Only the count should appear in your answer: how many lines of the data below contain the word "cyclegan"?

==================================================

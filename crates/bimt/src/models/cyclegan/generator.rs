//! # Resnet translation generator.
//!
//! [`ResnetGenerator`] maps an image to a translated image of the same
//! shape: a 7x7 stem, two stride-2 downsampling stages, a stack of
//! residual blocks at the bottleneck width, two stride-2 upsampling
//! stages, and a 7x7 head with a tanh saturation; the pipeline output is
//! added to the input (a global skip connection).
//!
//! The skip connection pins the contract: `input_nc == output_nc`, and
//! spatial size must be a multiple of the total downsampling stride (4).

use crate::layers::activation::{Activation, ActivationConfig};
use crate::layers::blocks::conv_norm_act::{ConvNormAct2d, NormActPolicyConfig};
use crate::layers::blocks::deconv_norm_act::{DeconvNormAct2d, DeconvNormAct2dConfig};
use crate::layers::norm::NormalizationConfig;
use crate::models::cyclegan::resnet_block::{ResnetBlock, ResnetBlockConfig};
use bimm_contracts::{assert_shape_contract_periodically, unpack_shape_contract};
use burn::nn::conv::{Conv2d, Conv2dConfig};
use burn::nn::PaddingConfig2d;
use burn::prelude::{Backend, Config, Module, Tensor};

/// Number of stride-2 stages on each side of the bottleneck.
const NUM_SCALE_STAGES: usize = 2;

/// Total spatial downsampling factor at the bottleneck.
const SCALE_FACTOR: usize = 1 << NUM_SCALE_STAGES;

/// [`ResnetGenerator`] Meta trait.
pub trait ResnetGeneratorMeta {
    /// Input image channel count.
    fn input_nc(&self) -> usize;

    /// Output image channel count.
    ///
    /// Equals `input_nc`; the global skip connection adds the input
    /// to the pipeline output.
    fn output_nc(&self) -> usize;

    /// Base filter count.
    fn ngf(&self) -> usize;

    /// Number of residual blocks at the bottleneck.
    fn n_blocks(&self) -> usize;

    /// Channel count at the bottleneck.
    ///
    /// ``bottleneck_channels = ngf * 4``
    fn bottleneck_channels(&self) -> usize {
        self.ngf() * SCALE_FACTOR
    }
}

/// [`ResnetGenerator`] Config.
///
/// Implements [`ResnetGeneratorMeta`].
#[derive(Config, Debug)]
pub struct ResnetGeneratorConfig {
    /// Input image channel count.
    pub input_nc: usize,

    /// Output image channel count; must equal `input_nc`.
    pub output_nc: usize,

    /// Base filter count.
    #[config(default = 64)]
    pub ngf: usize,

    /// Number of residual blocks at the bottleneck.
    #[config(default = 6)]
    pub n_blocks: usize,

    /// Insert dropout inside the residual blocks.
    #[config(default = true)]
    pub use_dropout: bool,

    /// Norm layer config; feature size is rebound per stage.
    #[config(default = "NormalizationConfig::instance()")]
    pub norm: NormalizationConfig,

    /// Activation for the stem and scale stages.
    #[config(default = "ActivationConfig::Relu")]
    pub act: ActivationConfig,
}

impl ResnetGeneratorMeta for ResnetGeneratorConfig {
    fn input_nc(&self) -> usize {
        self.input_nc
    }

    fn output_nc(&self) -> usize {
        self.output_nc
    }

    fn ngf(&self) -> usize {
        self.ngf
    }

    fn n_blocks(&self) -> usize {
        self.n_blocks
    }
}

impl ResnetGeneratorConfig {
    /// Initialize a [`ResnetGenerator`].
    ///
    /// # Panics
    ///
    /// If `input_nc != output_nc`; the skip connection requires matching
    /// channel counts.
    pub fn init<B: Backend>(
        self,
        device: &B::Device,
    ) -> ResnetGenerator<B> {
        assert_eq!(
            self.input_nc, self.output_nc,
            "the generator's skip connection requires input_nc == output_nc",
        );

        let ngf = self.ngf;

        let policy = NormActPolicyConfig::new()
            .with_norm(self.norm.clone())
            .with_act(self.act.clone());

        let stem = policy.with_conv(
            Conv2dConfig::new([self.input_nc, ngf], [7, 7])
                .with_padding(PaddingConfig2d::Explicit(3, 3)),
        );

        let down = (0..NUM_SCALE_STAGES)
            .map(|i| {
                let mult = 1 << i;
                policy.with_conv(
                    Conv2dConfig::new([ngf * mult, ngf * mult * 2], [3, 3])
                        .with_stride([2, 2])
                        .with_padding(PaddingConfig2d::Explicit(1, 1)),
                )
            })
            .collect::<Vec<_>>();

        let blocks = (0..self.n_blocks)
            .map(|_| {
                ResnetBlockConfig::new(self.bottleneck_channels())
                    .with_use_dropout(self.use_dropout)
                    .with_norm(self.norm.clone())
                    .with_act(self.act.clone())
            })
            .collect::<Vec<_>>();

        let up = (0..NUM_SCALE_STAGES)
            .map(|i| {
                let mult = 1 << (NUM_SCALE_STAGES - i);
                DeconvNormAct2dConfig::upsample_2x([ngf * mult, ngf * mult / 2])
                    .with_norm(self.norm.clone())
                    .with_act(self.act.clone())
            })
            .collect::<Vec<_>>();

        let head = Conv2dConfig::new([ngf, self.output_nc], [7, 7])
            .with_padding(PaddingConfig2d::Explicit(3, 3));

        ResnetGenerator {
            input_nc: self.input_nc,
            n_blocks: self.n_blocks,

            stem: stem.init(device),
            down: down.into_iter().map(|cfg| cfg.init(device)).collect(),
            blocks: blocks.into_iter().map(|cfg| cfg.init(device)).collect(),
            up: up.into_iter().map(|cfg| cfg.init(device)).collect(),
            head: head.init(device),
            saturate: ActivationConfig::Tanh.init(device),
        }
    }
}

/// Resnet translation generator.
///
/// Implements [`ResnetGeneratorMeta`].
#[derive(Module, Debug)]
pub struct ResnetGenerator<B: Backend> {
    /// Input image channel count.
    pub input_nc: usize,

    /// Number of residual blocks.
    pub n_blocks: usize,

    /// 7x7 stem conv/norm/act.
    pub stem: ConvNormAct2d<B>,

    /// Stride-2 downsampling stages.
    pub down: Vec<ConvNormAct2d<B>>,

    /// Residual blocks at the bottleneck width.
    pub blocks: Vec<ResnetBlock<B>>,

    /// Stride-2 upsampling stages.
    pub up: Vec<DeconvNormAct2d<B>>,

    /// 7x7 head conv to the output channel count.
    pub head: Conv2d<B>,

    /// Saturating output activation (tanh).
    pub saturate: Activation<B>,
}

impl<B: Backend> ResnetGeneratorMeta for ResnetGenerator<B> {
    fn input_nc(&self) -> usize {
        self.input_nc
    }

    fn output_nc(&self) -> usize {
        self.head.weight.shape().dims[0]
    }

    fn ngf(&self) -> usize {
        self.head.weight.shape().dims[1]
    }

    fn n_blocks(&self) -> usize {
        self.n_blocks
    }
}

impl<B: Backend> ResnetGenerator<B> {
    /// Forward Pass.
    ///
    /// # Arguments
    ///
    /// - `input`: ``[batch, input_nc, height, width]``; `height` and
    ///   `width` must be multiples of 4 (two stride-2 stages each way).
    ///
    /// # Returns
    ///
    /// ``input + pipeline(input)``; a ``[batch, output_nc, height, width]``
    /// tensor.
    pub fn forward(
        &self,
        input: Tensor<B, 4>,
    ) -> Tensor<B, 4> {
        let [batch, base_height, base_width] = unpack_shape_contract!(
            [
                "batch",
                "channels",
                "height" = "base_height" * "scale",
                "width" = "base_width" * "scale"
            ],
            &input,
            &["batch", "base_height", "base_width"],
            &[("channels", self.input_nc()), ("scale", SCALE_FACTOR)],
        );

        let mut x = self.stem.forward(input.clone());

        for stage in &self.down {
            x = stage.forward(x);
        }
        for block in &self.blocks {
            x = block.forward(x);
        }
        for stage in &self.up {
            x = stage.forward(x);
        }

        let x = self.head.forward(x);
        let x = self.saturate.forward(x);

        assert_shape_contract_periodically!(
            [
                "batch",
                "channels",
                "height" = "base_height" * "scale",
                "width" = "base_width" * "scale"
            ],
            &x,
            &[
                ("batch", batch),
                ("channels", self.output_nc()),
                ("base_height", base_height),
                ("base_width", base_width),
                ("scale", SCALE_FACTOR),
            ]
        );

        input + x
    }
}

#[cfg(test)]
mod tests {
    use super::*;
    use bimm_contracts::assert_shape_contract;
    use burn::backend::{Autodiff, NdArray};
    use burn::tensor::Distribution;

    #[test]
    fn test_generator_config() {
        let config = ResnetGeneratorConfig::new(3, 3);
        assert_eq!(config.input_nc(), 3);
        assert_eq!(config.output_nc(), 3);
        assert_eq!(config.ngf(), 64);
        assert_eq!(config.n_blocks(), 6);
        assert_eq!(config.bottleneck_channels(), 256);
        assert!(config.use_dropout);

        let config = config.with_ngf(8).with_n_blocks(2).with_use_dropout(false);
        assert_eq!(config.bottleneck_channels(), 32);
        assert!(!config.use_dropout);
    }

    #[test]
    #[should_panic(expected = "input_nc == output_nc")]
    fn test_channel_mismatch_panics() {
        type B = NdArray<f32>;
        let device = Default::default();

        let _gen: ResnetGenerator<B> = ResnetGeneratorConfig::new(3, 1).init(&device);
    }

    #[test]
    fn test_generator_preserves_shape() {
        type B = Autodiff<NdArray<f32>>;
        let device = Default::default();

        let generator: ResnetGenerator<B> = ResnetGeneratorConfig::new(3, 3)
            .with_ngf(4)
            .with_n_blocks(2)
            .init(&device);

        assert_eq!(generator.input_nc(), 3);
        assert_eq!(generator.output_nc(), 3);
        assert_eq!(generator.ngf(), 4);
        assert_eq!(generator.n_blocks(), 2);
        assert_eq!(generator.blocks.len(), 2);

        let input = Tensor::random([2, 3, 8, 12], Distribution::Default, &device);
        let output = generator.forward(input);

        assert_shape_contract!(
            ["batch", "channels", "height", "width"],
            &output,
            &[("batch", 2), ("channels", 3), ("height", 8), ("width", 12)],
        );
    }

    #[test]
    fn test_record_roundtrip() {
        type B = NdArray<f32>;
        let device = Default::default();

        let config = ResnetGeneratorConfig::new(3, 3)
            .with_ngf(2)
            .with_n_blocks(1)
            .with_use_dropout(false);
        let source: ResnetGenerator<B> = config.clone().init(&device);

        let input = Tensor::random([1, 3, 8, 8], Distribution::Default, &device);
        let output1 = source.forward(input.clone());

        let record = source.into_record();
        let reloaded: ResnetGenerator<B> = config.init(&device).load_record(record);
        let output2 = reloaded.forward(input);

        output1.to_data().assert_eq(&output2.to_data(), true);
    }

    #[test]
    fn test_generator_output_is_input_plus_saturated_pipeline() {
        type B = NdArray<f32>;
        let device = Default::default();

        let generator: ResnetGenerator<B> = ResnetGeneratorConfig::new(1, 1)
            .with_ngf(2)
            .with_n_blocks(1)
            .with_use_dropout(false)
            .init(&device);

        let input = Tensor::random([1, 1, 4, 4], Distribution::Default, &device);
        let output = generator.forward(input.clone());

        // The pipeline output is tanh-bounded, so the result stays within
        // 1.0 of the input everywhere.
        let deviation: f32 = (output - input).abs().max().into_scalar();
        assert!(deviation <= 1.0 + 1e-6, "deviation {deviation}");
    }
}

==================================================

▶ [SOLVED EXERCISE]
2